:: Work instructions ::
The lines below starting at the line containing "async fn test_concurrent_accept_and_reject_has_one_winner()" and ending at the line containing "rapport.friendships().send_request(alice, bob).await.unwrap();" are to be repeated exactly, with both ends kept and nothing else added.

[Stored data]
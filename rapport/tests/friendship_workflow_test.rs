//! Integration tests for the friendship workflow
//!
//! Exercises the engine through the `Rapport` facade, including the
//! concurrent paths where two answers race for the same request.

use rapport::prelude::*;
use std::sync::Arc;

async fn rapport_with(policy: ReverseRequestPolicy) -> Rapport {
    let config = ConfigBuilder::testing()
        .with_reverse_request_policy(policy)
        .build()
        .expect("Failed to build test config");
    Rapport::new(config)
        .await
        .expect("Failed to initialize Rapport")
}

async fn users(rapport: &Rapport, names: &[&str]) -> Vec<UserId> {
    let mut ids = Vec::new();
    for name in names {
        let profile = rapport
            .directory()
            .register(name)
            .await
            .expect("Failed to register user");
        ids.push(profile.id);
    }
    ids
}

#[tokio::test]
async fn test_request_accept_remove_cycle() {
    let rapport = rapport_with(ReverseRequestPolicy::Reject).await;
    let ids = users(&rapport, &["alice", "bob"]).await;
    let (alice, bob) = (ids[0], ids[1]);
    let engine = rapport.friendships();

    engine.send_request(alice, bob).await.unwrap();
    assert_eq!(
        engine.relationship_status(alice, bob).await.unwrap(),
        RelationshipStatus::RequestSent
    );

    let friendship = engine.accept_request(alice, bob).await.unwrap();
    assert!(friendship.user_a < friendship.user_b);
    assert_eq!(
        engine.relationship_status(bob, alice).await.unwrap(),
        RelationshipStatus::Friends
    );

    // Friends can be removed and re-requested
    assert!(engine.remove_friend(alice, bob).await.unwrap());
    assert!(!engine.remove_friend(alice, bob).await.unwrap());
    engine.send_request(bob, alice).await.unwrap();
    assert_eq!(engine.get_requests(alice).await.unwrap().len(), 1);
}

#[tokio::test]
async fn test_error_paths_leave_state_unchanged() {
    let rapport = rapport_with(ReverseRequestPolicy::Reject).await;
    let ids = users(&rapport, &["alice", "bob", "carol"]).await;
    let (alice, bob, carol) = (ids[0], ids[1], ids[2]);
    let engine = rapport.friendships();

    assert!(
        engine
            .send_request(alice, alice)
            .await
            .unwrap_err()
            .is_invalid_request()
    );
    assert!(
        engine
            .reject_request(carol, alice)
            .await
            .unwrap_err()
            .is_request_not_found()
    );

    engine.send_request(alice, bob).await.unwrap();
    let before = engine.get_requests(bob).await.unwrap();

    assert!(engine.send_request(alice, bob).await.is_err());
    assert!(engine.send_request(bob, alice).await.is_err());

    assert_eq!(engine.get_requests(bob).await.unwrap(), before);
    assert!(engine.get_requests(alice).await.unwrap().is_empty());
    assert!(engine.get_friends(bob).await.unwrap().is_empty());
}

#[tokio::test]
async fn test_auto_accept_policy() {
    let rapport = rapport_with(ReverseRequestPolicy::AutoAccept).await;
    let ids = users(&rapport, &["alice", "bob"]).await;
    let (alice, bob) = (ids[0], ids[1]);
    let engine = rapport.friendships();

    engine.send_request(alice, bob).await.unwrap();
    match engine.send_request(bob, alice).await.unwrap() {
        SendOutcome::Accepted(friendship) => assert!(friendship.other(alice) == Some(bob)),
        other => panic!("expected auto-accept, got {:?}", other),
    }
    assert!(engine.get_sent_requests(alice).await.unwrap().is_empty());
}

#[tokio::test(flavor = "multi_thread", worker_threads = 4)]
async fn test_concurrent_accept_and_reject_has_one_winner() {
    for _ in 0..25 {
        let rapport = Arc::new(rapport_with(ReverseRequestPolicy::Reject).await);
        let ids = users(&rapport, &["alice", "bob"]).await;
        let (alice, bob) = (ids[0], ids[1]);
        rapport.friendships().send_request(alice, bob).await.unwrap();

        let accepting = {
            let rapport = rapport.clone();
            tokio::spawn(async move { rapport.friendships().accept_request(alice, bob).await })
        };
        let rejecting = {
            let rapport = rapport.clone();
            tokio::spawn(async move { rapport.friendships().reject_request(alice, bob).await })
        };

        let accepted = accepting.await.unwrap();
        let rejected = rejecting.await.unwrap();

        assert!(
            accepted.is_ok() ^ rejected.is_ok(),
            "exactly one answer must succeed"
        );
        if let Err(e) = &accepted {
            assert!(e.is_request_not_found());
        }
        if let Err(e) = &rejected {
            assert!(e.is_request_not_found());
        }

        let friends = rapport.friendships().are_friends(alice, bob).await.unwrap();
        assert_eq!(friends, accepted.is_ok());
        assert!(rapport.friendships().get_requests(bob).await.unwrap().is_empty());
    }
}

#[tokio::test(flavor = "multi_thread", worker_threads = 4)]
async fn test_concurrent_crossing_requests_never_both_pending() {
    for _ in 0..25 {
        let rapport = Arc::new(rapport_with(ReverseRequestPolicy::Reject).await);
        let ids = users(&rapport, &["alice", "bob"]).await;
        let (alice, bob) = (ids[0], ids[1]);

        let forward = {
            let rapport = rapport.clone();
            tokio::spawn(async move { rapport.friendships().send_request(alice, bob).await })
        };
        let backward = {
            let rapport = rapport.clone();
            tokio::spawn(async move { rapport.friendships().send_request(bob, alice).await })
        };

        let forward = forward.await.unwrap();
        let backward = backward.await.unwrap();
        assert!(forward.is_ok() ^ backward.is_ok());

        let pending = rapport.friendships().get_requests(alice).await.unwrap().len()
            + rapport.friendships().get_requests(bob).await.unwrap().len();
        assert_eq!(pending, 1);
    }
}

:: Response area ::
async fn test_concurrent_accept_and_reject_has_one_winner() {
    for _ in 0..25 {
        let rapport = Arc::new(rapport_with(ReverseRequestPolicy::Reject).await);
        let ids = users(&rapport, &["alice", "bob"]).await;
        let (alice, bob) = (ids[0], ids[1]);
        rapport.friendships().send_request(alice, bob).await.unwrap();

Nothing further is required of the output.